From: Qu Wenruo <wqu@suse.com>
To: linux-btrfs@vger.kernel.org
Subject: [PATCH v3 3/4] btrfs: submit read time repair only for each corrupted sector
Date: Mon, 3 May 2021 10:08:55 +0800 [thread overview]
Message-ID: <20210503020856.93333-4-wqu@suse.com> (raw)
In-Reply-To: <20210503020856.93333-1-wqu@suse.com>
Currently btrfs_submit_read_repair() has some extra check on whether the
failed bio needs extra validation for repair.
But we can avoid all these extra mechanism if we submit the repair for
each sector.
By this, each read repair can be easily handled without the need to
verify which sector is corrupted.
This will also benefit subpage, as one subpage bvec can contain several
sectors, making the extra verification more complex.
So this patch will:
- Introduce repair_one_sector()
The main code submitting repair, which is more or less the same as old
btrfs_submit_read_repair().
But this time, it only repair one sector.

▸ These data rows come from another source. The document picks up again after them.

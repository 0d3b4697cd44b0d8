//! Cache metrics: per-shard counters, merged snapshots and exporters.
//!
//! Enabled by the `metrics` feature (on by default).

pub mod cell;
pub mod exporter;
pub mod metrics_impl;
pub mod snapshot;
pub mod traits;

pub use exporter::PrometheusTextExporter;
pub use metrics_impl::ShardMetrics;
pub use snapshot::CacheMetricsSnapshot;
pub use traits::{MetricsExporter, MetricsSnapshotProvider, ShardMetricsRecorder};
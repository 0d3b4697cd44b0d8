//! One independently locked partition of the cache.
//!
//! A shard owns an [`LruCore`] behind a `parking_lot::Mutex` and fills
//! misses from a [`Loader`] while still holding that lock:
//!
//! ```text
//!   get_or_load(key)
//!     lock ───────────────────────────────────────────────────────── unlock
//!       │ hit?  ── yes ──► move to MRU, clone value ───────────────► Ok(v)
//!       │  no
//!       ▼
//!     loader.load(key) ── Err ──► state untouched ────────────────► Err(e)
//!       │ Ok(v)
//!       ▼
//!     full? ── yes ──► pop LRU
//!       ▼
//!     push (key, v) at MRU, publish gauges ───────────────────────► Ok(v)
//! ```
//!
//! Holding the lock across the load means two callers that miss on the same
//! key cannot both insert it: the second one waits and then hits. The price
//! is that a slow load stalls every key routed to the same shard.

use std::sync::atomic::{AtomicUsize, Ordering};

use parking_lot::Mutex;
use tracing::{debug, trace, warn};

use crate::error::{CacheError, InvariantError};
#[cfg(feature = "metrics")]
use crate::metrics::{CacheMetricsSnapshot, ShardMetrics, ShardMetricsRecorder};
use crate::policy::lru::LruCore;
use crate::traits::Loader;

/// An LRU partition with its own lock and lock-free size gauges.
pub struct Shard {
    id: usize,
    capacity: usize,
    core: Mutex<LruCore<String, String>>,
    entries: AtomicUsize,
    list_len: AtomicUsize,
    #[cfg(feature = "metrics")]
    metrics: ShardMetrics,
}

impl Shard {
    /// Creates shard `id` holding at most `capacity` entries.
    pub fn new(id: usize, capacity: usize) -> Self {
        Self {
            id,
            capacity,
            core: Mutex::new(LruCore::new(capacity)),
            entries: AtomicUsize::new(0),
            list_len: AtomicUsize::new(0),
            #[cfg(feature = "metrics")]
            metrics: ShardMetrics::new(),
        }
    }

    pub fn id(&self) -> usize {
        self.id
    }

    pub fn capacity(&self) -> usize {
        self.capacity
    }

    /// Returns the value for `key`, loading and caching it on a miss.
    ///
    /// A failed load leaves the shard exactly as it was, recency included.
    pub fn get_or_load<L>(&self, key: &str, loader: &L) -> Result<String, CacheError>
    where
        L: Loader + ?Sized,
    {
        let mut core = self.core.lock();
        #[cfg(feature = "metrics")]
        self.metrics.record_get_call();

        if let Some(value) = core.get(key) {
            #[cfg(feature = "metrics")]
            self.metrics.record_get_hit();
            trace!(shard = self.id, key, "cache hit");
            return Ok(value.clone());
        }

        #[cfg(feature = "metrics")]
        self.metrics.record_get_miss();
        debug!(shard = self.id, key, "cache miss, loading from source");

        let value = match loader.load(key) {
            Ok(value) => value,
            Err(source) => {
                #[cfg(feature = "metrics")]
                self.metrics.record_load_failure();
                warn!(shard = self.id, key, error = %source, "load failed, shard left unchanged");
                return Err(CacheError::Load {
                    key: key.to_owned(),
                    shard: self.id,
                    source,
                });
            },
        };
        #[cfg(feature = "metrics")]
        self.metrics.record_load();

        if let Some((evicted, _)) = core.insert(key.to_owned(), value.clone()) {
            #[cfg(feature = "metrics")]
            self.metrics.record_eviction();
            debug!(shard = self.id, evicted = %evicted, "evicted least recently used entry");
        }
        self.publish_gauges(&core);
        Ok(value)
    }

    /// Returns the cached value for `key` without loading or touching
    /// recency.
    pub fn peek(&self, key: &str) -> Option<String> {
        self.core.lock().peek(key).cloned()
    }

    pub fn contains(&self, key: &str) -> bool {
        self.core.lock().contains(key)
    }

    /// Keys from most to least recently used.
    pub fn keys_by_recency(&self) -> Vec<String> {
        self.core.lock().keys().cloned().collect()
    }

    /// Entry count as of the last completed mutation. Does not take the lock,
    /// so it never waits on an in-flight load.
    pub fn len(&self) -> usize {
        self.entries.load(Ordering::Relaxed)
    }

    /// Recency list length as of the last completed mutation.
    pub fn list_len(&self) -> usize {
        self.list_len.load(Ordering::Relaxed)
    }

    pub fn is_empty(&self) -> bool {
        self.len() == 0
    }

    /// Verifies index/list consistency, the capacity bound and the gauges.
    pub fn check_invariants(&self) -> Result<(), InvariantError> {
        let core = self.core.lock();
        core.check_invariants()
            .map_err(|err| InvariantError::new(format!("shard {}: {}", self.id, err)))?;
        if self.len() != core.len() || self.list_len() != core.list_len() {
            return Err(InvariantError::new(format!(
                "shard {}: gauges ({}, {}) disagree with core ({}, {})",
                self.id,
                self.len(),
                self.list_len(),
                core.len(),
                core.list_len()
            )));
        }
        Ok(())
    }

    #[cfg(feature = "metrics")]
    pub fn metrics_snapshot(&self) -> CacheMetricsSnapshot {
        self.metrics
            .snapshot(self.len(), self.list_len(), self.capacity)
    }

    fn publish_gauges(&self, core: &LruCore<String, String>) {
        self.entries.store(core.len(), Ordering::Relaxed);
        self.list_len.store(core.list_len(), Ordering::Relaxed);
    }
}

impl std::fmt::Debug for Shard {
    fn fmt(&self, f: &mut std::fmt::Formatter<'_>) -> std::fmt::Result {
        f.debug_struct("Shard")
            .field("id", &self.id)
            .field("capacity", &self.capacity)
            .field("len", &self.len())
            .finish_non_exhaustive()
    }
}
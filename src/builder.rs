//! Validated construction of a [`ShardedCache`].
//!
//! ## Example
//!
//! ```rust
//! use shardcache::builder::{CacheBuilder, CapacityMode};
//! use shardcache::error::LoadError;
//!
//! let cache = CacheBuilder::new(1_000)
//!     .shards(8)
//!     .capacity_mode(CapacityMode::Total)
//!     .try_build(|key: &str| -> Result<String, LoadError> { Ok(key.len().to_string()) })
//!     .unwrap();
//!
//! assert_eq!(cache.total_capacity(), 1_000);
//! assert_eq!(cache.get("four").unwrap(), "4");
//! ```

use tracing::info;

use crate::cache::ShardedCache;
use crate::ds::{ShardStrategy, DEFAULT_SHARDS};
use crate::error::ConfigError;
use crate::traits::Loader;

/// Entries per shard when no capacity is configured.
pub const DEFAULT_CAPACITY: usize = 100;

/// How the configured capacity maps onto shards.
#[derive(Debug, Clone, Copy, PartialEq, Eq, Default)]
pub enum CapacityMode {
    /// Every shard gets the full configured capacity; the cache as a whole
    /// holds up to `capacity * shards` entries.
    #[default]
    PerShard,
    /// The configured capacity is the cache-wide total, split as evenly as
    /// possible with the remainder going to the lowest shard ids.
    Total,
}

/// Cache configuration. Validated by [`CacheConfig::validate`] before any
/// shard is created.
#[derive(Debug, Clone, PartialEq, Eq)]
pub struct CacheConfig {
    pub capacity: usize,
    pub shards: usize,
    pub capacity_mode: CapacityMode,
    pub strategy: ShardStrategy,
}

impl Default for CacheConfig {
    fn default() -> Self {
        Self {
            capacity: DEFAULT_CAPACITY,
            shards: DEFAULT_SHARDS,
            capacity_mode: CapacityMode::PerShard,
            strategy: ShardStrategy::ByteSum,
        }
    }
}

impl CacheConfig {
    /// Rejects configurations that would leave any shard unable to hold an
    /// entry.
    pub fn validate(&self) -> Result<(), ConfigError> {
        if self.capacity == 0 {
            return Err(ConfigError::new("capacity must be > 0"));
        }
        if self.shards == 0 {
            return Err(ConfigError::new("shard count must be > 0"));
        }
        if self.capacity_mode == CapacityMode::Total && self.capacity < self.shards {
            return Err(ConfigError::new(format!(
                "total capacity {} is smaller than shard count {}; every shard needs capacity > 0",
                self.capacity, self.shards
            )));
        }
        Ok(())
    }

    /// Capacity of each shard, indexed by shard id.
    pub fn shard_capacities(&self) -> Vec<usize> {
        let shards = self.shards.max(1);
        match self.capacity_mode {
            CapacityMode::PerShard => vec![self.capacity; shards],
            CapacityMode::Total => {
                let base = self.capacity / shards;
                let remainder = self.capacity % shards;
                (0..shards)
                    .map(|id| base + usize::from(id < remainder))
                    .collect()
            },
        }
    }
}

/// Fluent builder over [`CacheConfig`].
#[derive(Debug, Clone, Default)]
pub struct CacheBuilder {
    config: CacheConfig,
}

impl CacheBuilder {
    /// Starts from the default configuration with `capacity` entries.
    pub fn new(capacity: usize) -> Self {
        Self {
            config: CacheConfig {
                capacity,
                ..CacheConfig::default()
            },
        }
    }

    pub fn from_config(config: CacheConfig) -> Self {
        Self { config }
    }

    /// Number of independently locked shards.
    pub fn shards(mut self, shards: usize) -> Self {
        self.config.shards = shards;
        self
    }

    pub fn capacity_mode(mut self, mode: CapacityMode) -> Self {
        self.config.capacity_mode = mode;
        self
    }

    /// Key-to-shard routing strategy.
    pub fn strategy(mut self, strategy: ShardStrategy) -> Self {
        self.config.strategy = strategy;
        self
    }

    pub fn config(&self) -> &CacheConfig {
        &self.config
    }

    /// Validates the configuration and builds the cache around `loader`.
    pub fn try_build<L: Loader>(self, loader: L) -> Result<ShardedCache<L>, ConfigError> {
        self.config.validate()?;
        info!(
            shards = self.config.shards,
            capacity = self.config.capacity,
            mode = ?self.config.capacity_mode,
            strategy = ?self.config.strategy,
            "building sharded cache"
        );
        Ok(ShardedCache::from_validated(loader, self.config))
    }
}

- Make btrfs_submit_read_repair() to handle sectors differently
For sectors without csum error, just release them like what we did
in end_bio_extent_readpage().
Although in this context we don't have process_extent structure, thus
we have to do extent tree operations sector by sector.

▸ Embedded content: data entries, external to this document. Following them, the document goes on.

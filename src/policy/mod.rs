pub mod lru;
//! The public load-through cache.
//!
//! ## Architecture
//!
//! ```text
//!   ┌────────────────────────────────────────────────────────────────────┐
//!   │                         ShardedCache<L>                            │
//!   │                                                                    │
//!   │   get("user:7")                                                    │
//!   │       │                                                            │
//!   │       ▼                                                            │
//!   │   ShardSelector::shard_for_key ──► 11                              │
//!   │       │                                                            │
//!   │       ▼                                                            │
//!   │   ┌─────────┬─────────┬─────┬──────────┬─────┬──────────┐          │
//!   │   │ Shard 0 │ Shard 1 │ ... │ Shard 11 │ ... │ Shard 18 │          │
//!   │   │ Mutex   │ Mutex   │     │ Mutex    │     │ Mutex    │          │
//!   │   │ LruCore │ LruCore │     │ LruCore  │     │ LruCore  │          │
//!   │   └─────────┴─────────┴─────┴────┬─────┴─────┴──────────┘          │
//!   │                                  │ miss                            │
//!   │                                  ▼                                 │
//!   │                           L: Loader (shared)                       │
//!   └────────────────────────────────────────────────────────────────────┘
//! ```
//!
//! The shard table is built once and never changes, so routing needs no
//! lock. Each shard serializes only the keys routed to it.
//!
//! ## Example Usage
//!
//! ```
//! use shardcache::cache::ShardedCache;
//! use shardcache::error::LoadError;
//!
//! let cache = ShardedCache::new(|key: &str| -> Result<String, LoadError> {
//!     Ok(format!("v-{key}"))
//! });
//!
//! assert_eq!(cache.get("a").unwrap(), "v-a");
//! assert_eq!(cache.size(), (1, 1));
//! assert_eq!(cache.shard_count(), 19);
//! ```

use std::fmt;

use crate::builder::CacheConfig;
use crate::ds::ShardSelector;
use crate::error::{ConfigError, InvariantError, Result};
#[cfg(feature = "metrics")]
use crate::metrics::{CacheMetricsSnapshot, MetricsSnapshotProvider};
use crate::shard::Shard;
use crate::traits::Loader;

/// Sharded LRU cache in front of a [`Loader`].
pub struct ShardedCache<L> {
    shards: Box<[Shard]>,
    selector: ShardSelector,
    loader: L,
    config: CacheConfig,
}

impl<L: Loader> ShardedCache<L> {
    /// Builds a cache with [`CacheConfig::default`]: 19 shards of 100
    /// entries each, routed by byte sum.
    pub fn new(loader: L) -> Self {
        Self::from_validated(loader, CacheConfig::default())
    }

    /// Builds a cache from `config`, rejecting zero capacities or shards.
    pub fn with_config(loader: L, config: CacheConfig) -> std::result::Result<Self, ConfigError> {
        config.validate()?;
        Ok(Self::from_validated(loader, config))
    }

    pub(crate) fn from_validated(loader: L, config: CacheConfig) -> Self {
        let shards = config
            .shard_capacities()
            .into_iter()
            .enumerate()
            .map(|(id, capacity)| Shard::new(id, capacity))
            .collect();
        Self {
            shards,
            selector: ShardSelector::new(config.shards, config.strategy),
            loader,
            config,
        }
    }

    /// Returns the value for `key`, loading it on a miss.
    ///
    /// Blocks while another caller holds the same shard, including for the
    /// duration of that caller's load. On error the cache is unchanged.
    pub fn get(&self, key: &str) -> Result<String> {
        self.shard_for(key).get_or_load(key, &self.loader)
    }
}

impl<L> ShardedCache<L> {
    /// `(index entries, recency list nodes)` summed over all shards.
    ///
    /// Reads per-shard gauges without locking, so under concurrent writers
    /// the result is approximate. Use for monitoring, not correctness.
    pub fn size(&self) -> (usize, usize) {
        self.shards
            .iter()
            .fold((0, 0), |(entries, nodes), shard| {
                (entries + shard.len(), nodes + shard.list_len())
            })
    }

    /// Cached value for `key`, if any. Never loads and leaves recency alone.
    pub fn peek(&self, key: &str) -> Option<String> {
        self.shard_for(key).peek(key)
    }

    pub fn contains(&self, key: &str) -> bool {
        self.shard_for(key).contains(key)
    }

    /// Index of the shard that owns `key`.
    pub fn shard_of(&self, key: &str) -> usize {
        self.selector.shard_for_key(key)
    }

    pub fn shard_count(&self) -> usize {
        self.shards.len()
    }

    /// Capacity of shard `id`, or `None` for an unknown id.
    pub fn shard_capacity(&self, id: usize) -> Option<usize> {
        self.shards.get(id).map(Shard::capacity)
    }

    /// Sum of all shard capacities.
    pub fn total_capacity(&self) -> usize {
        self.shards.iter().map(Shard::capacity).sum()
    }

    /// Keys of shard `id` from most to least recently used.
    pub fn keys_by_recency(&self, id: usize) -> Option<Vec<String>> {
        self.shards.get(id).map(Shard::keys_by_recency)
    }

    /// Checks every shard's index/list consistency and capacity bound.
    /// Shards are locked one at a time.
    pub fn check_invariants(&self) -> std::result::Result<(), InvariantError> {
        self.shards.iter().try_for_each(Shard::check_invariants)
    }

    pub fn config(&self) -> &CacheConfig {
        &self.config
    }

    pub fn loader(&self) -> &L {
        &self.loader
    }

    /// Merged counters and gauges across all shards.
    #[cfg(feature = "metrics")]
    pub fn metrics_snapshot(&self) -> CacheMetricsSnapshot {
        self.shards.iter().map(Shard::metrics_snapshot).sum()
    }

    fn shard_for(&self, key: &str) -> &Shard {
        &self.shards[self.shard_of(key)]
    }
}

#[cfg(feature = "metrics")]
impl<L> MetricsSnapshotProvider<CacheMetricsSnapshot> for ShardedCache<L> {
    fn snapshot(&self) -> CacheMetricsSnapshot {
        self.metrics_snapshot()
    }
}

impl<L> fmt::Debug for ShardedCache<L> {
    fn fmt(&self, f: &mut fmt::Formatter<'_>) -> fmt::Result {
        let (entries, nodes) = self.size();
        f.debug_struct("ShardedCache")
            .field("shards", &self.shards.len())
            .field("capacity", &self.total_capacity())
            .field("entries", &entries)
            .field("nodes", &nodes)
            .field("strategy", &self.config.strategy)
            .finish_non_exhaustive()
    }
}
use std::ops::AddAssign;

/// Point-in-time view of one shard or, once merged, the whole cache.
#[derive(Debug, Default, Clone, Copy, PartialEq, Eq)]
pub struct CacheMetricsSnapshot {
    pub get_calls: u64,
    pub get_hits: u64,
    pub get_misses: u64,

    pub loads: u64,
    pub load_failures: u64,
    pub evictions: u64,

    // gauges captured at snapshot time
    pub cache_len: usize,
    pub list_len: usize,
    pub capacity: usize,
    pub shards: usize,
}

impl CacheMetricsSnapshot {
    /// Fraction of lookups served without the loader; 0.0 before any lookup.
    pub fn hit_ratio(&self) -> f64 {
        if self.get_calls == 0 {
            0.0
        } else {
            self.get_hits as f64 / self.get_calls as f64
        }
    }
}

impl AddAssign for CacheMetricsSnapshot {
    fn add_assign(&mut self, rhs: Self) {
        self.get_calls += rhs.get_calls;
        self.get_hits += rhs.get_hits;
        self.get_misses += rhs.get_misses;
        self.loads += rhs.loads;
        self.load_failures += rhs.load_failures;
        self.evictions += rhs.evictions;
        self.cache_len += rhs.cache_len;
        self.list_len += rhs.list_len;
        self.capacity += rhs.capacity;
        self.shards += rhs.shards;
    }
}

impl std::iter::Sum for CacheMetricsSnapshot {
    fn sum<I: Iterator<Item = Self>>(iter: I) -> Self {
        iter.fold(Self::default(), |mut acc, snap| {
            acc += snap;
            acc
        })
    }
}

This is slower, but since it's only in csum mismatch path, it should
be fine.
For sectors with csum error, we submit repair for each sector.
This patch will focus on the change on the repair path, the extra
validation code is still kept as is, and will be cleaned up later.
Signed-off-by: Qu Wenruo <wqu@suse.com>
---
fs/btrfs/extent_io.c | 144 ++++++++++++++++++++++++++++++-------------
fs/btrfs/extent_io.h | 1 +
fs/btrfs/inode.c | 2 +-
3 files changed, 104 insertions(+), 43 deletions(-)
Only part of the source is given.